(DATA SHOWN begins)

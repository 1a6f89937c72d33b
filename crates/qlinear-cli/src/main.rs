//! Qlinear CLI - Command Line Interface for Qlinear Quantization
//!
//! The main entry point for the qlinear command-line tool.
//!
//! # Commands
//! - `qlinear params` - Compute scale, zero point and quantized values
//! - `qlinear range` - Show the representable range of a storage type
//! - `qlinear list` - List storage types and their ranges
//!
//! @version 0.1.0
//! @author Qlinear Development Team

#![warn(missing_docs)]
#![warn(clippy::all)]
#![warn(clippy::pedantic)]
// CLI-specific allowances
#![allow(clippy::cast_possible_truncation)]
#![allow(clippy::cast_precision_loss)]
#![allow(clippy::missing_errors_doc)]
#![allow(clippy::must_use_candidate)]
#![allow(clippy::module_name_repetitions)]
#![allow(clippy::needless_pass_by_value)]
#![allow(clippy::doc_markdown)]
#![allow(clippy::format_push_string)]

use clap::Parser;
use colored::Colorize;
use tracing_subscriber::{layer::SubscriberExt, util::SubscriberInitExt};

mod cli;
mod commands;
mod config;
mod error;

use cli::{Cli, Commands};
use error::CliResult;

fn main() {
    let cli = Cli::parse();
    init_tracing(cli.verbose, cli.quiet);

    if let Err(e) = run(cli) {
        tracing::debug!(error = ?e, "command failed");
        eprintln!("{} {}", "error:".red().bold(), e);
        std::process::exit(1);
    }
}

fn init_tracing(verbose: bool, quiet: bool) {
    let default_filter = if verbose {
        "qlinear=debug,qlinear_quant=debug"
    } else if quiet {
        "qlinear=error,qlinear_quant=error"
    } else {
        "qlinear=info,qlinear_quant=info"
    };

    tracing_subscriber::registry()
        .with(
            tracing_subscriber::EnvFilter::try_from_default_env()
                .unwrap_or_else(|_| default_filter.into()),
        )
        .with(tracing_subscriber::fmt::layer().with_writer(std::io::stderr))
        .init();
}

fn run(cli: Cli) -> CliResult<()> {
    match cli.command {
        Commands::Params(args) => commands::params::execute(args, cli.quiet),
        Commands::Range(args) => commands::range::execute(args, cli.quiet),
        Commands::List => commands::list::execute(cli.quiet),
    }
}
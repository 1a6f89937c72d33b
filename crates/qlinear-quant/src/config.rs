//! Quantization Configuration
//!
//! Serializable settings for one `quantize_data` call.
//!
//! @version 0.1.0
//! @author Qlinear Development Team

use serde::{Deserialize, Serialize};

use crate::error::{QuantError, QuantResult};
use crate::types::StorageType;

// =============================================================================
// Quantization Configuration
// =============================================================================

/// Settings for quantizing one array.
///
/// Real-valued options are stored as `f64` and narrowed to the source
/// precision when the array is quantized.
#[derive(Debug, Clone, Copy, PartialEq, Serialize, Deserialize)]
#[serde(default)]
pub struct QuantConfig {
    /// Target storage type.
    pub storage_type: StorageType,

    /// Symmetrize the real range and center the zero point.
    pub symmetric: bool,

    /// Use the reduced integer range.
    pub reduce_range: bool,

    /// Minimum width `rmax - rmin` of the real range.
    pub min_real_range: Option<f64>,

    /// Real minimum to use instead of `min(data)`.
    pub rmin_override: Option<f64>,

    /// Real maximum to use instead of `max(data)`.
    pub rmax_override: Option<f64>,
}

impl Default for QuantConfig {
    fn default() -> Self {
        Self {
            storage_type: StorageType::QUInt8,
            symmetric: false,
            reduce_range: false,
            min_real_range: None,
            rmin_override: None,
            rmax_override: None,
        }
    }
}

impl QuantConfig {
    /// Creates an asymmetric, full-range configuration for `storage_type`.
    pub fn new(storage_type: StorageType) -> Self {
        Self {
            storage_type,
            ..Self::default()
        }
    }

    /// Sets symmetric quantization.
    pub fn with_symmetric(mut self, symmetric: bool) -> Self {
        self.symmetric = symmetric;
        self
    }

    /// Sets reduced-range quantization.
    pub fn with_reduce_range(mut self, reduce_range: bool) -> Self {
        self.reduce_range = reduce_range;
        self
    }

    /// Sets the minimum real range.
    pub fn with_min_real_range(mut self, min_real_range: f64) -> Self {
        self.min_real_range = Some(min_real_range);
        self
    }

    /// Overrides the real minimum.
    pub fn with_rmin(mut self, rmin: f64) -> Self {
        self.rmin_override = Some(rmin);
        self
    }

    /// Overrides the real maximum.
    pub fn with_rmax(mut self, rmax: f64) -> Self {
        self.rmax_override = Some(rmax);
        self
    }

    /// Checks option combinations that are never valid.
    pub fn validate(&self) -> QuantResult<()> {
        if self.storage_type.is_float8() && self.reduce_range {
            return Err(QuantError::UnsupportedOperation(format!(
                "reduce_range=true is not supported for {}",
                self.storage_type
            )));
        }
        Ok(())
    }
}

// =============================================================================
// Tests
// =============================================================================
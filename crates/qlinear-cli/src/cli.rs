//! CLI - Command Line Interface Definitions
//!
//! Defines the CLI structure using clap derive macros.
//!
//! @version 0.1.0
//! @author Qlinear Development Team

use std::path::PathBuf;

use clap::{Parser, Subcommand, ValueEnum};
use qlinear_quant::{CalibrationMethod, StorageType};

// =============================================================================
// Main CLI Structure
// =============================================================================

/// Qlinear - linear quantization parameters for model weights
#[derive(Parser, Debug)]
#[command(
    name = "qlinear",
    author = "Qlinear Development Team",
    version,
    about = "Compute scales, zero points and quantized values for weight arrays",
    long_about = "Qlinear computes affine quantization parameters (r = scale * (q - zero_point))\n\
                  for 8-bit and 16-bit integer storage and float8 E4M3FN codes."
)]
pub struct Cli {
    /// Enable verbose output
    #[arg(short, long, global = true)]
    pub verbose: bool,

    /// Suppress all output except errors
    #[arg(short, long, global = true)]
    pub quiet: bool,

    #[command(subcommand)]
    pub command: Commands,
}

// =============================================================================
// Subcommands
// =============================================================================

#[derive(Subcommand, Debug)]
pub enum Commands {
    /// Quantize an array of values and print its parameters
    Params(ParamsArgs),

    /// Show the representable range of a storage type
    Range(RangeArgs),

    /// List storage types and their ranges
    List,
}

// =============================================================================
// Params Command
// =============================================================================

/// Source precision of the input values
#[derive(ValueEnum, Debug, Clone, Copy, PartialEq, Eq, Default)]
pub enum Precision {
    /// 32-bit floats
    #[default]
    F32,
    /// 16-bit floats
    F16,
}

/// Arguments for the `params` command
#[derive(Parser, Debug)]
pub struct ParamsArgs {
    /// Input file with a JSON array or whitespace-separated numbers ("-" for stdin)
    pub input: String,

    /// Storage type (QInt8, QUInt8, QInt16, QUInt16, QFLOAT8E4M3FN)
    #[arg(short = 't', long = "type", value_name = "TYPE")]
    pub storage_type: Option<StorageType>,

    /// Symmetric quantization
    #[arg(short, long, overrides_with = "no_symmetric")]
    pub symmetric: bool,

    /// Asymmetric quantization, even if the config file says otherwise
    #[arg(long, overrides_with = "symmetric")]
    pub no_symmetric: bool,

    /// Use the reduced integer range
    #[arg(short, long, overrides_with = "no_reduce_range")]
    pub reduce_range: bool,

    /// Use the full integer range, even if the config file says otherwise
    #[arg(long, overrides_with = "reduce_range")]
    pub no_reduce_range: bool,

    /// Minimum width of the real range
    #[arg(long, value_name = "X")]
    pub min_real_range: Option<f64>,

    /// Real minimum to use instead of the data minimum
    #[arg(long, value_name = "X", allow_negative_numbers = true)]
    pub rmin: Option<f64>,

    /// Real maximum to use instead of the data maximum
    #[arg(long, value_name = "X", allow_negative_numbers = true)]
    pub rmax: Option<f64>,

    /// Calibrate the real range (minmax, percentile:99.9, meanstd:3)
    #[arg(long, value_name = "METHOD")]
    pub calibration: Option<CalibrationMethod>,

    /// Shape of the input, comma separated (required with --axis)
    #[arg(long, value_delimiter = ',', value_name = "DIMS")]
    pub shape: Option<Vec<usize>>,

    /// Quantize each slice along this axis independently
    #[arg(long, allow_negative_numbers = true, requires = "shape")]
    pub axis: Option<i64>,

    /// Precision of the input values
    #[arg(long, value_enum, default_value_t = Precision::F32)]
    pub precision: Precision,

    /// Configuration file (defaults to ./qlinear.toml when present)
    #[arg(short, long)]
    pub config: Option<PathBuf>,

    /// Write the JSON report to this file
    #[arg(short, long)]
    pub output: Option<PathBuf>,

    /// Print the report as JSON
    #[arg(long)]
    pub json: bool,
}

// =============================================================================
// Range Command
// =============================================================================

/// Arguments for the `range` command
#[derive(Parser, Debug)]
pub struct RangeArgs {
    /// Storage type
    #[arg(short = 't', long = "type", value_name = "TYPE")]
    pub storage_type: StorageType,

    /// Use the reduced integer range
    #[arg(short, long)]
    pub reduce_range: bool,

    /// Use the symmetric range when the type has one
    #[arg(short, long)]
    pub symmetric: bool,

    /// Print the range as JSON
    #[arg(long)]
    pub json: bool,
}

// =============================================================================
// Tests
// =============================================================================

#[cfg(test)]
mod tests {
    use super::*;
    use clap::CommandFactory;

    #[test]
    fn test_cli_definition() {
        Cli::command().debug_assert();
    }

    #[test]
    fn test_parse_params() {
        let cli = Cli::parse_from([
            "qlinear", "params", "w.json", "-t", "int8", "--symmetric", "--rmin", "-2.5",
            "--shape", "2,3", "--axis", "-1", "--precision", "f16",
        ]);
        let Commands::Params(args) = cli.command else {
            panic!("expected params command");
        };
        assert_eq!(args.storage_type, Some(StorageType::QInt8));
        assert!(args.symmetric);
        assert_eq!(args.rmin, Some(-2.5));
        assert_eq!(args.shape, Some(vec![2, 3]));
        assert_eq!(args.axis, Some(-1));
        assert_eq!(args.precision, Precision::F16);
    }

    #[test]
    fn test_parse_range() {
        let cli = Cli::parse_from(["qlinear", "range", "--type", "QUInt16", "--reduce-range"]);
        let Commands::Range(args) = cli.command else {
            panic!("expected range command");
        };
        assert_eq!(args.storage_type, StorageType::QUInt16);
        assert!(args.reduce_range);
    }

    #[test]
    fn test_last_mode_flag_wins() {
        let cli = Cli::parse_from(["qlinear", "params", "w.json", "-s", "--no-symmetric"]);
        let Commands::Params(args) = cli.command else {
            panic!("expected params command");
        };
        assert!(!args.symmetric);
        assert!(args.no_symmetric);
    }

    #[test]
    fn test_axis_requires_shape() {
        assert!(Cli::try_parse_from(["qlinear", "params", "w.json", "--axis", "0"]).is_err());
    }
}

(DATA SHOWN ends)
(DATA SHOWN begins)

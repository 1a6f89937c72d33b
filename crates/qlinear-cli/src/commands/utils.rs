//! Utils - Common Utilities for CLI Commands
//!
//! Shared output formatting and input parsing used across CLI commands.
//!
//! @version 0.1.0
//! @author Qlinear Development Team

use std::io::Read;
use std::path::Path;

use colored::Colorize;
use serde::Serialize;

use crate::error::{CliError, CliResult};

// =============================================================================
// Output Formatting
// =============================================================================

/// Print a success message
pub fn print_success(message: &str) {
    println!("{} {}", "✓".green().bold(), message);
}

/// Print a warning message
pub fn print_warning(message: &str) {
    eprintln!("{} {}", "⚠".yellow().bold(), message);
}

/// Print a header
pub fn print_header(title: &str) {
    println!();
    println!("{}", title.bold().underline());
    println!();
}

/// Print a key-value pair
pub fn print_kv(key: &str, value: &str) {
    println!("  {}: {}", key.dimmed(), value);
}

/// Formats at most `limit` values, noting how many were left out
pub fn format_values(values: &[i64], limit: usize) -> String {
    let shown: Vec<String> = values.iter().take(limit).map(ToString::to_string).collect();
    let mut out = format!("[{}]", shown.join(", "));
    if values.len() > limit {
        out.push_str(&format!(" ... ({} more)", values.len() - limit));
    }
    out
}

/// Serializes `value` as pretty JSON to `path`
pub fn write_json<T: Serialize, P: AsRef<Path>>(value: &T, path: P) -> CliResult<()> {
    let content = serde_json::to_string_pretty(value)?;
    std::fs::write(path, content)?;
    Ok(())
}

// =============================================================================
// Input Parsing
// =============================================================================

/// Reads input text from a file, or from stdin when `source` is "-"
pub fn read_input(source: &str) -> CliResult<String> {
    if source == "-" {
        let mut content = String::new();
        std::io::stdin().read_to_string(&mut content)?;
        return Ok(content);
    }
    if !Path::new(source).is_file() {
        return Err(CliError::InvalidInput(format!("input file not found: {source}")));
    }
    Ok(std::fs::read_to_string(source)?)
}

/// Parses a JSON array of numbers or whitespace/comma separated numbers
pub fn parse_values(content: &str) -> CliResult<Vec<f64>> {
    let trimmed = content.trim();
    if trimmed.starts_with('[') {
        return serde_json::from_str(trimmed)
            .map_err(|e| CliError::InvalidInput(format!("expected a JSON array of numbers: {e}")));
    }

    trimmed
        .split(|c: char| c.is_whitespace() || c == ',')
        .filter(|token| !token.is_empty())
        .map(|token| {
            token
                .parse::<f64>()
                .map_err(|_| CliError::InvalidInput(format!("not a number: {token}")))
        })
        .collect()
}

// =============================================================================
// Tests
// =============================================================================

(DATA SHOWN ends)

PROBLEM TO WORK ON:
Go through the records and show every line with the string "usize" in it.

SOLUTION TO THIS EXERCISE:
    pub shape: Option<Vec<usize>>,
pub fn format_values(values: &[i64], limit: usize) -> String {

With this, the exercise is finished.